Assessment by National Treasury

According to the National Treasury’s assessment, economic growth in the Metro is the basis for all strategic planning around which the administrative processes can amalgamate. The IDP, BEPP, Spatial Development Framework (SDF) and the budget are aligned. The strategic planning and coordination of the IDP and Budget process is politically led; and all Directorates and relevant Portfolio Councilors are responsible for strategic planning. Table 2 above, further provides the areas that the Metro is doing well on, and those that still need to be addressed.

3.2City of Cape Town

Socio economic context

In 2017, Cape Town’s GDP stood at R445 billion and contributed 10 per cent to the national GDP. In the same year, GDP per capita was R106 839 in current rand terms, which was marginally higher than that of the Western Cape Province. The City’s top three economic sectors are finance, community services and trade. 

The City of Cape Town has reported that its population is over 4.25 million and it would reach over 4.5 million by 2021. The challenge is that its ageing population might have significant implications on the economy.

In 2016, about 82 per cent of City’s households lived in formal dwellings (1 032 000), 11 per cent of households (145 000 households) lived in informal dwellings in informal settlements, and 6.1 per cent of households (77 000 households) lived in informal backyards. In 2016 the City of Cape Town was ranked second in South Africa, after the City of Johannesburg, with the highest household access to basic services (particularly piped water and refuse removal).

As of the second quarter of 2018, the City’s working age population was 2.8 million and employment stood at 1.6 million, representing the eighth consecutive quarter of employment growth. The broad unemployment rate measured 22.6 per cent in the second quarter of 2018. This was the lowest reported broad unemployment rate relative to other metros in the country.
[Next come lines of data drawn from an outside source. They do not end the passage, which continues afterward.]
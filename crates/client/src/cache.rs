// crates/client/src/cache.rs
//! Per-academy snapshot cache backing the session feed.
//!
//! Each consumer owns (and injects) its own instance, so parallel
//! feeds and tests never share state through a global.

use std::collections::HashMap;
use std::sync::RwLock;
use std::time::{Duration, Instant};

use pitchside_core::Session;

/// How long a stored snapshot counts as fresh.
pub const DEFAULT_TTL: Duration = Duration::from_secs(30);

/// One academy's last good first-page snapshot.
#[derive(Debug, Clone)]
pub struct CacheEntry {
    pub sessions: Vec<Session>,
    pub stored_at: Instant,
}

/// In-memory snapshot store keyed by academy id.
///
/// `fresh` only returns entries within the TTL; `any` ignores age and
/// backs the stale-fallback path. Empty snapshots are stored but never
/// served: a feed must not mistake "nothing cached yet" for data.
#[derive(Debug)]
pub struct SessionCache {
    ttl: Duration,
    entries: RwLock<HashMap<String, CacheEntry>>,
}

impl SessionCache {
    /// Create a cache with the given freshness window.
    pub fn new(ttl: Duration) -> Self {
        Self {
            ttl,
            entries: RwLock::new(HashMap::new()),
        }
    }

    /// Store the latest first-page snapshot for an academy.
    pub fn store(&self, academy_id: &str, sessions: Vec<Session>) {
        if let Ok(mut entries) = self.entries.write() {
            entries.insert(
                academy_id.to_string(),
                CacheEntry {
                    sessions,
                    stored_at: Instant::now(),
                },
            );
        }
    }

    /// A non-empty snapshot still within the TTL, if any.
    pub fn fresh(&self, academy_id: &str) -> Option<CacheEntry> {
        self.get(academy_id)
            .filter(|entry| entry.stored_at.elapsed() <= self.ttl)
    }

    /// The last non-empty snapshot regardless of age, if any.
    pub fn any(&self, academy_id: &str) -> Option<CacheEntry> {
        self.get(academy_id)
    }

    /// Drop every stored snapshot.
    pub fn clear(&self) {
        if let Ok(mut entries) = self.entries.write() {
            entries.clear();
        }
    }

    fn get(&self, academy_id: &str) -> Option<CacheEntry> {
        self.entries
            .read()
            .ok()
            .and_then(|entries| entries.get(academy_id).cloned())
            .filter(|entry| !entry.sessions.is_empty())
    }
}

impl Default for SessionCache {
    fn default() -> Self {
        Self::new(DEFAULT_TTL)
    }
}

#[cfg(test)]
mod tests {
    use super::*;
    use chrono::{NaiveDate, NaiveTime};
    use pretty_assertions::assert_eq;

    fn make_session(name: &str) -> Session {
        Session::new(
            "acad-1",
            name,
            NaiveDate::from_ymd_opt(2024, 1, 8).unwrap(),
            NaiveTime::from_hms_opt(10, 0, 0).unwrap(),
            NaiveTime::from_hms_opt(11, 0, 0).unwrap(),
        )
    }

    #[test]
    fn test_store_then_fresh_within_ttl() {
        let cache = SessionCache::new(Duration::from_secs(30));
        cache.store("acad-1", vec![make_session("U12")]);

        let entry = cache.fresh("acad-1").unwrap();
        assert_eq!(entry.sessions.len(), 1);
        assert_eq!(entry.sessions[0].name, "U12");
    }

    #[test]
    fn test_expired_entry_only_served_by_any() {
        let cache = SessionCache::new(Duration::ZERO);
        cache.store("acad-1", vec![make_session("U12")]);
        std::thread::sleep(Duration::from_millis(5));

        assert!(cache.fresh("acad-1").is_none());
        let entry = cache.any("acad-1").unwrap();
        assert_eq!(entry.sessions[0].name, "U12");
    }

    #[test]
    fn test_empty_snapshot_is_never_served() {
        let cache = SessionCache::default();
        cache.store("acad-1", vec![]);

        assert!(cache.fresh("acad-1").is_none());
        assert!(cache.any("acad-1").is_none());
    }

    #[test]
    fn test_academies_are_isolated() {
        let cache = SessionCache::default();
        cache.store("acad-1", vec![make_session("U12")]);

        assert!(cache.fresh("acad-2").is_none());
        assert!(cache.any("acad-2").is_none());
    }

    #[test]
    fn test_store_replaces_previous_snapshot() {
        let cache = SessionCache::default();
        cache.store("acad-1", vec![make_session("old")]);
        cache.store("acad-1", vec![make_session("new"), make_session("newer")]);

        let entry = cache.any("acad-1").unwrap();
        assert_eq!(entry.sessions.len(), 2);
        assert_eq!(entry.sessions[0].name, "new");
    }

    #[test]
    fn test_clear_drops_everything() {
        let cache = SessionCache::default();
        cache.store("acad-1", vec![make_session("U12")]);
        cache.store("acad-2", vec![make_session("U14")]);
        cache.clear();

        assert!(cache.any("acad-1").is_none());
        assert!(cache.any("acad-2").is_none());
    }
}
// crates/core/src/dedup.rs
//! Occurrence deduplication.
//!
//! Re-running expansion (template edits, concurrent saves) produces
//! candidates that collide on the same calendar slot. This pass keeps
//! exactly one session per (date, start, end) key, never regressing a
//! session that has already progressed past Upcoming.

use std::collections::HashMap;

use chrono::{NaiveDate, NaiveTime};
use tracing::debug;

use crate::types::Session;

/// The calendar slot that identifies an occurrence within one academy.
pub type OccurrenceKey = (NaiveDate, NaiveTime, NaiveTime);

/// Collapse colliding occurrences to one winner per key.
///
/// Callers scope `candidates` to a single academy and to occurrences
/// only (templates have no slot to collide on). Merge rule: the more
/// temporally advanced status wins; on a tie, the most recently
/// supplied candidate (later in the input) wins. Output is sorted by
/// key so repeated runs produce identical listings.
pub fn dedupe_occurrences(candidates: Vec<Session>) -> Vec<Session> {
    let input_len = candidates.len();
    let mut winners: HashMap<OccurrenceKey, Session> = HashMap::with_capacity(input_len);

    for candidate in candidates {
        let key = candidate.occurrence_key();
        match winners.get(&key) {
            // The held session is further along; the newcomer loses.
            Some(held) if held.status > candidate.status => {}
            _ => {
                winners.insert(key, candidate);
            }
        }
    }

    let mut deduped: Vec<Session> = winners.into_values().collect();
    deduped.sort_by_key(Session::occurrence_key);

    if deduped.len() != input_len {
        debug!(
            input = input_len,
            kept = deduped.len(),
            "collapsed colliding occurrences"
        );
    }
    deduped
}

#[cfg(test)]
mod tests {
    use super::*;
    use crate::recurrence::expand_template;
    use crate::types::{SessionStatus, Weekday};
    use chrono::NaiveDate;
    use pretty_assertions::assert_eq;
    use proptest::prelude::*;
    use std::collections::BTreeSet;

    fn d(day: u32) -> NaiveDate {
        NaiveDate::from_ymd_opt(2024, 1, day).unwrap()
    }

    fn t(h: u32, m: u32) -> NaiveTime {
        NaiveTime::from_hms_opt(h, m, 0).unwrap()
    }

    fn occurrence(day: u32, status: SessionStatus) -> Session {
        let mut s = Session::new("acad-1", "U12 Training", d(day), t(10, 0), t(11, 0));
        s.status = status;
        s
    }

    #[test]
    fn test_distinct_slots_all_survive() {
        let input = vec![
            occurrence(1, SessionStatus::Finished),
            occurrence(3, SessionStatus::Upcoming),
            occurrence(2, SessionStatus::OnGoing),
        ];
        let out = dedupe_occurrences(input);
        assert_eq!(out.len(), 3);
        // Sorted by slot.
        let dates: Vec<NaiveDate> = out.iter().map(|s| s.date).collect();
        assert_eq!(dates, vec![d(1), d(2), d(3)]);
    }

    #[test]
    fn test_finished_never_loses_to_upcoming() {
        let finished = occurrence(1, SessionStatus::Finished);
        let finished_id = finished.id.clone();
        let out = dedupe_occurrences(vec![finished, occurrence(1, SessionStatus::Upcoming)]);
        assert_eq!(out.len(), 1);
        assert_eq!(out[0].status, SessionStatus::Finished);
        assert_eq!(out[0].id, finished_id);
    }

    #[test]
    fn test_more_advanced_newcomer_replaces_holder() {
        let out = dedupe_occurrences(vec![
            occurrence(1, SessionStatus::Upcoming),
            occurrence(1, SessionStatus::OnGoing),
        ]);
        assert_eq!(out.len(), 1);
        assert_eq!(out[0].status, SessionStatus::OnGoing);
    }

    #[test]
    fn test_equal_status_prefers_most_recently_supplied() {
        let first = occurrence(1, SessionStatus::Upcoming);
        let second = occurrence(1, SessionStatus::Upcoming);
        let second_id = second.id.clone();
        let out = dedupe_occurrences(vec![first, second]);
        assert_eq!(out.len(), 1);
        assert_eq!(out[0].id, second_id);
    }

    #[test]
    fn test_different_times_on_same_date_are_different_slots() {
        let morning = occurrence(1, SessionStatus::Upcoming);
        let mut evening = occurrence(1, SessionStatus::Upcoming);
        evening.start_time = t(18, 0);
        evening.end_time = t(19, 0);
        let out = dedupe_occurrences(vec![morning, evening]);
        assert_eq!(out.len(), 2);
    }

    #[test]
    fn test_empty_input_yields_empty_output() {
        assert!(dedupe_occurrences(Vec::new()).is_empty());
    }

    #[test]
    fn test_idempotent_with_repeated_expansion() {
        let template = Session::new("acad-1", "U12 Training", d(1), t(10, 0), t(11, 0))
            .recurring(
                BTreeSet::from([Weekday::Monday, Weekday::Wednesday]),
                d(31),
            );

        let once = dedupe_occurrences(expand_template(&template));

        let mut both = expand_template(&template);
        both.extend(expand_template(&template));
        let twice = dedupe_occurrences(both);

        let once_keys: Vec<OccurrenceKey> = once.iter().map(Session::occurrence_key).collect();
        let twice_keys: Vec<OccurrenceKey> = twice.iter().map(Session::occurrence_key).collect();
        assert_eq!(once_keys, twice_keys);
        assert_eq!(once.len(), 10);
    }

    proptest! {
        /// Expanding any template twice and deduplicating the union keeps
        /// exactly the slots of a single expansion.
        #[test]
        fn prop_double_expansion_dedupes_to_single(
            start_offset in 0u32..60,
            span in 0u32..90,
            day_bits in 1u8..128,
        ) {
            let from = d(1) + chrono::Days::new(start_offset as u64);
            let until = from + chrono::Days::new(span as u64);
            let all_days = [
                Weekday::Monday,
                Weekday::Tuesday,
                Weekday::Wednesday,
                Weekday::Thursday,
                Weekday::Friday,
                Weekday::Saturday,
                Weekday::Sunday,
            ];
            let days: BTreeSet<Weekday> = all_days
                .iter()
                .enumerate()
                .filter(|(i, _)| day_bits & (1 << i) != 0)
                .map(|(_, day)| *day)
                .collect();

            let template = Session::new("acad-1", "T", from, t(10, 0), t(11, 0))
                .recurring(days, until);

            let once = dedupe_occurrences(expand_template(&template));
            let mut union = expand_template(&template);
            union.extend(expand_template(&template));
            let twice = dedupe_occurrences(union);

            let once_keys: Vec<OccurrenceKey> =
                once.iter().map(Session::occurrence_key).collect();
            let twice_keys: Vec<OccurrenceKey> =
                twice.iter().map(Session::occurrence_key).collect();
            prop_assert_eq!(once_keys, twice_keys);
        }
    }
}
The number of people living with HIV in the CCT in 2017 was estimated at 300 424, with a prevalence rate of 7.5 per cent, which was down from a prevalence rate of 18.9 per cent in 2015. The City’s residents who are registered for Antiretroviral Treatment (ART) at the City clinics continue to increase steadily. There has been a downward trend in TB cases since 2010. The decline suggests improvements in TB outcomes being achieved in recent years.
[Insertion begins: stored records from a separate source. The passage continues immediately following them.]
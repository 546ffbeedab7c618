// crates/server/src/routes/players.rs
//! Player performance endpoint.

use std::sync::Arc;

use axum::{
    extract::{Path, State},
    routing::get,
    Json, Router,
};

use pitchside_core::{average_performance, overall_rating, PlayerPerformance};

use crate::error::{ApiError, ApiResult};
use crate::state::AppState;

/// GET /api/players/:player_id/performance - Ratings and history.
///
/// `overallRating` and `averagePerformance` are derived from the stored
/// record on every read; they are never persisted.
pub async fn get_player_performance(
    State(state): State<Arc<AppState>>,
    Path(player_id): Path<String>,
) -> ApiResult<Json<PlayerPerformance>> {
    let record = state
        .db
        .get_player(&player_id)
        .await?
        .ok_or(ApiError::PlayerNotFound(player_id))?;

    let overall = overall_rating(&record.attributes, &record.performance_history);
    let average = average_performance(&record.performance_history);

    Ok(Json(PlayerPerformance {
        player_id: record.player_id,
        attributes: record.attributes,
        performance_history: record.performance_history,
        overall_rating: overall,
        average_performance: average,
    }))
}

/// Create the players routes router.
pub fn router() -> Router<Arc<AppState>> {
    Router::new().route("/players/{player_id}/performance", get(get_player_performance))
}

#[cfg(test)]
mod tests {
    use super::*;
    use axum::{
        body::Body,
        http::{Request, StatusCode},
    };
    use chrono::NaiveDate;
    use pretty_assertions::assert_eq;
    use serde_json::json;
    use tower::ServiceExt;

    use pitchside_core::{
        AttributeSnapshot, PerformanceEntry, PlayerPerformanceRecord, Session,
    };
    use pitchside_db::Database;

    async fn test_db() -> Database {
        Database::new_in_memory().await.expect("in-memory DB")
    }

    fn build_app(db: Database) -> axum::Router {
        crate::create_app(db)
    }

    async fn do_get(app: axum::Router, uri: &str) -> (StatusCode, String) {
        let response = app
            .oneshot(Request::builder().uri(uri).body(Body::empty()).unwrap())
            .await
            .unwrap();
        let status = response.status();
        let body = axum::body::to_bytes(response.into_body(), usize::MAX)
            .await
            .unwrap();
        (status, String::from_utf8(body.to_vec()).unwrap())
    }

    async fn do_post(app: axum::Router, uri: &str, body: serde_json::Value) -> StatusCode {
        let response = app
            .oneshot(
                Request::builder()
                    .method("POST")
                    .uri(uri)
                    .header("content-type", "application/json")
                    .body(Body::from(body.to_string()))
                    .unwrap(),
            )
            .await
            .unwrap();
        response.status()
    }

    #[tokio::test]
    async fn test_performance_not_found() {
        let db = test_db().await;
        let app = build_app(db);
        let (status, body) = do_get(app, "/api/players/ghost/performance").await;

        assert_eq!(status, StatusCode::NOT_FOUND);
        let json: serde_json::Value = serde_json::from_str(&body).unwrap();
        assert!(json["details"].as_str().unwrap().contains("ghost"));
    }

    #[tokio::test]
    async fn test_performance_derives_ratings() {
        let db = test_db().await;
        let mut record = PlayerPerformanceRecord::new("p1");
        record.attributes = AttributeSnapshot {
            shooting: Some(10.0),
            pace: Some(10.0),
            positioning: Some(10.0),
            passing: Some(10.0),
            ball_control: Some(10.0),
            crossing: Some(10.0),
            ..Default::default()
        };
        record.performance_history = vec![
            PerformanceEntry {
                date: NaiveDate::from_ymd_opt(2024, 1, 1).unwrap(),
                session_rating: None,
                rating: Some(6.0),
                attributes: None,
                session_id: None,
            },
            PerformanceEntry {
                date: NaiveDate::from_ymd_opt(2024, 1, 8).unwrap(),
                session_rating: Some(8.0),
                rating: None,
                attributes: None,
                session_id: None,
            },
        ];
        db.insert_player(&record).await.unwrap();

        let app = build_app(db);
        let (status, body) = do_get(app, "/api/players/p1/performance").await;

        assert_eq!(status, StatusCode::OK);
        let json: serde_json::Value = serde_json::from_str(&body).unwrap();
        // Six perfect attributes, no snapshot in history to blend with.
        assert_eq!(json["overallRating"], 10.0);
        // (6.0 + 8.0) / 2
        assert_eq!(json["averagePerformance"], 7.0);
        assert_eq!(json["performanceHistory"].as_array().unwrap().len(), 2);
    }

    #[tokio::test]
    async fn test_performance_blends_metrics_submission() {
        let db = test_db().await;

        // Player starts with a known baseline.
        let mut record = PlayerPerformanceRecord::new("p1");
        record.attributes.shooting = Some(4.0);
        db.insert_player(&record).await.unwrap();

        let session = Session::new(
            "acad-1",
            "training",
            NaiveDate::from_ymd_opt(2024, 1, 8).unwrap(),
            chrono::NaiveTime::from_hms_opt(10, 0, 0).unwrap(),
            chrono::NaiveTime::from_hms_opt(11, 0, 0).unwrap(),
        )
        .with_players(vec!["p1".to_string()]);
        db.insert_session(&session).await.unwrap();

        let app = build_app(db);
        let status = do_post(
            app.clone(),
            &format!("/api/sessions/{}/metrics", session.id),
            json!({
                "playerId": "p1",
                "attributes": { "shooting": 6.0 },
                "sessionRating": 8.0
            }),
        )
        .await;
        assert_eq!(status, StatusCode::NO_CONTENT);

        let (status, body) = do_get(app, "/api/players/p1/performance").await;
        assert_eq!(status, StatusCode::OK);
        let json: serde_json::Value = serde_json::from_str(&body).unwrap();
        // Baseline 4.0 blended with the submitted 6.0: (4 + 6) / 2 = 5.0,
        // and shooting is the only weighted field present.
        assert_eq!(json["overallRating"], 5.0);
        assert_eq!(json["averagePerformance"], 8.0);
        // The stored snapshot itself is untouched by the submission.
        assert_eq!(json["attributes"]["shooting"], 4.0);
    }
}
Crime statistics highlight a major challenge for the city and its residents. Compared to the rest of the country, the CCT continues to experience the highest contact crimes (murder, attempted murder, sexual crime and common assault crime) and robbery with aggravated circumstances. Gang violence is also a major challenge. The city’s high murder rate is closely linked to high levels of gang activity linked to the drug trade.  

Financial highlights

The City’s net cash flows have shown an overall year on year improvement due to higher than budgeted for operating income. The impact of the water programme on the working capital was less than anticipated, both in terms of the extent of expenditure employed as well as the drop in collection rates due to increased water tariffs.

Cost coverage ratio improved from 2.28 to 3.02, exceeding National Treasury’s maximum norm of 3 times. The City’s net cash flows have shown an overall year on year improvement due to savings and underspending incurred on operating costs. The City experienced positive growth in income levels higher than growth in expenditure year on year. Cash receipts exceeds income growth with 1.19 per cent year on year.
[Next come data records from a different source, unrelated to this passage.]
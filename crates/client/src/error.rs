// crates/client/src/error.rs
use thiserror::Error;

/// Why a session fetch failed.
///
/// HTTP status failures are kept apart from transport failures so a
/// caller can tell a rejecting server from an unreachable one. Both
/// kinds are retried the same way by the feed.
#[derive(Debug, Error)]
pub enum FeedError {
    /// The server answered with a non-success status code.
    #[error("server returned HTTP {status}")]
    Http { status: u16 },

    /// The request never produced a usable response (connect, timeout,
    /// or body decode failure).
    #[error("request failed: {0}")]
    Transport(#[from] reqwest::Error),
}

impl FeedError {
    /// True for connect and timeout failures, the usual offline signature.
    pub fn is_offline(&self) -> bool {
        matches!(self, Self::Transport(e) if e.is_connect() || e.is_timeout())
    }
}

#[cfg(test)]
mod tests {
    use super::*;

    #[test]
    fn test_http_failure_is_not_offline() {
        let err = FeedError::Http { status: 500 };
        assert!(!err.is_offline());
        assert_eq!(err.to_string(), "server returned HTTP 500");
    }

    #[tokio::test]
    async fn test_unreachable_server_is_offline() {
        // Nothing listens on the discard port; refused or timed out,
        // both count as offline.
        let err = reqwest::Client::new()
            .get("http://127.0.0.1:9/")
            .timeout(std::time::Duration::from_millis(200))
            .send()
            .await
            .unwrap_err();
        assert!(FeedError::from(err).is_offline());
    }
}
Gross debtors increased by 11.7 per cent whilst net debtors increased by 5.8 per cent year on year. Arrear debt to the value of R1.3 billion was written off during the year under review. The rates amounted to R120 million; Electricity R14 million; Sewerage R174 million; solid waste R63 million, housing R50 million and other category R55 million. Debtors with formal arrangements to pay arrear debt amounted to R819 million, down from R142 million in 2017. Cash impairment ratio worsened slightly from 91.84 per cent to 91.66 per cent. Impairment allocation ratio increased from 53.1 per cent to 56.1 per cent.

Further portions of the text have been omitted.